Emanuele Cangini - 01/01/2016

È sempre un onore, un piacere, scrivere un articolo, dedicare qualche riga a un personaggio di cultura.
Onore ancor più sentito in questo frangente, nel quale ho la possibilità di comporre una riflessione che celebri, come giusto che sia, una delle menti più illustri della scienza del Novecento.

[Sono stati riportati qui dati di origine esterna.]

// src/staleness/fingerprint.rs

//! Parameter fingerprints.
//!
//! A fingerprint is the blake3 digest of a canonical rendering of the
//! parameters in a task's scope. Scope keys are sorted and de-duplicated and
//! nested tables are rendered with sorted keys, so key order and formatting
//! in the config file never change the digest.

use std::collections::BTreeSet;
use std::fmt;

use blake3::Hasher;
use serde::{Deserialize, Serialize};
use toml::Value;

use crate::config::Params;

/// Marker hashed for scope keys absent from the parameter document.
const UNSET: &str = "<unset>";

#[derive(Debug, Clone, PartialEq, Eq, Hash, Serialize, Deserialize)]
#[serde(transparent)]
pub struct Fingerprint(String);

impl Fingerprint {
    /// Fingerprint the given scope of `params`.
    pub fn compute<I, K>(params: &Params, scope: I) -> Self
    where
        I: IntoIterator<Item = K>,
        K: AsRef<str>,
    {
        let keys: BTreeSet<String> = scope
            .into_iter()
            .map(|k| k.as_ref().to_string())
            .collect();

        let mut hasher = Hasher::new();
        for key in &keys {
            let rendered = params
                .get(key)
                .map(canonical_value)
                .unwrap_or_else(|| UNSET.to_string());
            hasher.update(key.as_bytes());
            hasher.update(b"=");
            hasher.update(rendered.as_bytes());
            hasher.update(b"\n");
        }

        Fingerprint(hasher.finalize().to_hex().to_string())
    }

    pub fn as_str(&self) -> &str {
        &self.0
    }

    /// First 12 hex digits, for log lines and tables.
    pub fn short(&self) -> &str {
        &self.0[..self.0.len().min(12)]
    }
}

impl fmt::Display for Fingerprint {
    fn fmt(&self, f: &mut fmt::Formatter<'_>) -> fmt::Result {
        f.write_str(&self.0)
    }
}

impl From<&str> for Fingerprint {
    fn from(value: &str) -> Self {
        Fingerprint(value.to_string())
    }
}

/// Canonical, order-independent rendering of a TOML value.
pub fn canonical_value(value: &Value) -> String {
    match value {
        Value::String(s) => format!("s:{s:?}"),
        Value::Integer(i) => format!("i:{i}"),
        Value::Float(x) => format!("f:{x:?}"),
        Value::Boolean(b) => format!("b:{b}"),
        Value::Datetime(d) => format!("d:{d}"),
        Value::Array(items) => {
            let parts: Vec<String> = items.iter().map(canonical_value).collect();
            format!("[{}]", parts.join(","))
        }
        Value::Table(table) => {
            let mut entries: Vec<(&String, &Value)> = table.iter().collect();
            entries.sort_by(|a, b| a.0.cmp(b.0));
            let parts: Vec<String> = entries
                .into_iter()
                .map(|(k, v)| format!("{k:?}={}", canonical_value(v)))
                .collect();
            format!("{{{}}}", parts.join(","))
        }
    }
}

Unica donna ad aver conseguito due premi Nobel in due aree scientifiche distinte, rispettivamente in fisica, nel 1903, e in chimica, nel 1911 (solo in quattro sono stati insigniti di due premi Nobel, solo in due ad averlo vinto in due materie diverse). Sto parlando di Maria Sklodowska (1867-1934), meglio nota come Marie Curie (cognome ereditato dal marito, Pierre Curie - 1859-1906), della quale non servono indubbiamente presentazioni. Laureatasi alla Sorbona in matematica e fisica (diventerà, dopo il decesso del marito nel 1906, la prima cattedratica donna proprio in seno a quella Sorbona nella quale si era laureata nel 1895), diede il via, nel 1897, alle sue ricerche nel campo della radioattività.

Dedicò la sua attività prevalentemente al settore relativo all’isolamento del polonio e del radio, notando assieme al marito, assistente di ricerca, che alcuni campioni di “pechblenda” (fonte primaria di uranio, minerale radioattivo proveniente da una provincia della Repubblica ceca) risultavano maggiormente radioattivi in relazione a un'ipotetica costituzione in purezza di solo uranio. 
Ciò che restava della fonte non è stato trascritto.